▼
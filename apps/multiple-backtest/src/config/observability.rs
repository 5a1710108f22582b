//! Observability configuration for logging.

use serde::{Deserialize, Serialize};

/// Observability configuration (console logging only).
#[derive(Debug, Clone, Serialize, Deserialize, Default)]
pub struct ObservabilityConfig {
    /// Logging configuration.
    #[serde(default)]
    pub logging: LoggingConfig,
}

/// Logging configuration.
#[derive(Debug, Clone, Serialize, Deserialize)]
pub struct LoggingConfig {
    /// Default filter directive when `RUST_LOG` is unset.
    #[serde(default = "default_log_level")]
    pub level: String,
    /// Output format, `pretty` or `json`.
    #[serde(default = "default_log_format")]
    pub format: String,
}

impl Default for LoggingConfig {
    fn default() -> Self {
        Self {
            level: default_log_level(),
            format: default_log_format(),
        }
    }
}

impl LoggingConfig {
    /// Accepted values of `format`.
    pub const FORMATS: [&'static str; 2] = ["pretty", "json"];

    /// Whether JSON output was requested.
    #[must_use]
    pub fn is_json(&self) -> bool {
        self.format.eq_ignore_ascii_case("json")
    }
}

fn default_log_level() -> String {
    "info".to_string()
}

fn default_log_format() -> String {
    "pretty".to_string()
}
//! Price data configuration.

use chrono::NaiveDate;
use serde::{Deserialize, Serialize};

use crate::data::JsonFilePriceSource;

/// Where prices come from and which column to use.
#[derive(Debug, Clone, Serialize, Deserialize)]
pub struct DataConfig {
    /// JSON file path, `{symbol}` is replaced with `symbol`.
    #[serde(default = "default_path")]
    pub path: String,
    /// Ticker symbol.
    #[serde(default = "default_symbol")]
    pub symbol: String,
    /// Price column to read, such as `Open` or `Close`.
    #[serde(default = "default_price_field")]
    pub price_field: String,
    /// First date to load (inclusive). Unbounded when absent.
    #[serde(default)]
    pub start_date: Option<NaiveDate>,
    /// Last date to load (inclusive). Unbounded when absent.
    #[serde(default)]
    pub end_date: Option<NaiveDate>,
}

impl Default for DataConfig {
    fn default() -> Self {
        Self {
            path: default_path(),
            symbol: default_symbol(),
            price_field: default_price_field(),
            start_date: None,
            end_date: None,
        }
    }
}

impl DataConfig {
    /// Inclusive date range to fetch.
    #[must_use]
    pub fn date_range(&self) -> (NaiveDate, NaiveDate) {
        (
            self.start_date.unwrap_or(NaiveDate::MIN),
            self.end_date.unwrap_or(NaiveDate::MAX),
        )
    }

    /// File-backed price source for this configuration.
    #[must_use]
    pub fn price_source(&self) -> JsonFilePriceSource {
        JsonFilePriceSource::new(self.path.clone())
    }
}

fn default_path() -> String {
    "data/{symbol}.json".to_string()
}

fn default_symbol() -> String {
    "BTC-USD".to_string()
}

fn default_price_field() -> String {
    "Open".to_string()
}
▲
* _Try it_
Once you have read the records above, output each of them verbatim.

* _Written answer_
filename apps/multiple-backtest/src/config/observability.rs
repository 5a1710108f22582b
//! Observability configuration for logging.

use serde::{Deserialize, Serialize};

/// Observability configuration (console logging only).
#[derive(Debug, Clone, Serialize, Deserialize, Default)]
pub struct ObservabilityConfig {
    /// Logging configuration.
    #[serde(default)]
    pub logging: LoggingConfig,
}

/// Logging configuration.
#[derive(Debug, Clone, Serialize, Deserialize)]
pub struct LoggingConfig {
    /// Default filter directive when `RUST_LOG` is unset.
    #[serde(default = "default_log_level")]
    pub level: String,
    /// Output format, `pretty` or `json`.
    #[serde(default = "default_log_format")]
    pub format: String,
}

impl Default for LoggingConfig {
    fn default() -> Self {
        Self {
            level: default_log_level(),
            format: default_log_format(),
        }
    }
}

impl LoggingConfig {
    /// Accepted values of `format`.
    pub const FORMATS: [&'static str; 2] = ["pretty", "json"];

    /// Whether JSON output was requested.
    #[must_use]
    pub fn is_json(&self) -> bool {
        self.format.eq_ignore_ascii_case("json")
    }
}

fn default_log_level() -> String {
    "info".to_string()
}

fn default_log_format() -> String {
    "pretty".to_string()
}
//! Price data configuration.

use chrono::NaiveDate;
use serde::{Deserialize, Serialize};

use crate::data::JsonFilePriceSource;

/// Where prices come from and which column to use.
#[derive(Debug, Clone, Serialize, Deserialize)]
pub struct DataConfig {
    /// JSON file path, `{symbol}` is replaced with `symbol`.
    #[serde(default = "default_path")]
    pub path: String,
    /// Ticker symbol.
    #[serde(default = "default_symbol")]
    pub symbol: String,
    /// Price column to read, such as `Open` or `Close`.
    #[serde(default = "default_price_field")]
    pub price_field: String,
    /// First date to load (inclusive). Unbounded when absent.
    #[serde(default)]
    pub start_date: Option<NaiveDate>,
    /// Last date to load (inclusive). Unbounded when absent.
    #[serde(default)]
    pub end_date: Option<NaiveDate>,
}

impl Default for DataConfig {
    fn default() -> Self {
        Self {
            path: default_path(),
            symbol: default_symbol(),
            price_field: default_price_field(),
            start_date: None,
            end_date: None,
        }
    }
}

impl DataConfig {
    /// Inclusive date range to fetch.
    #[must_use]
    pub fn date_range(&self) -> (NaiveDate, NaiveDate) {
        (
            self.start_date.unwrap_or(NaiveDate::MIN),
            self.end_date.unwrap_or(NaiveDate::MAX),
        )
    }

    /// File-backed price source for this configuration.
    #[must_use]
    pub fn price_source(&self) -> JsonFilePriceSource {
        JsonFilePriceSource::new(self.path.clone())
    }
}

fn default_path() -> String {
    "data/{symbol}.json".to_string()
}

fn default_symbol() -> String {
    "BTC-USD".to_string()
}

fn default_price_field() -> String {
    "Open".to_string()
}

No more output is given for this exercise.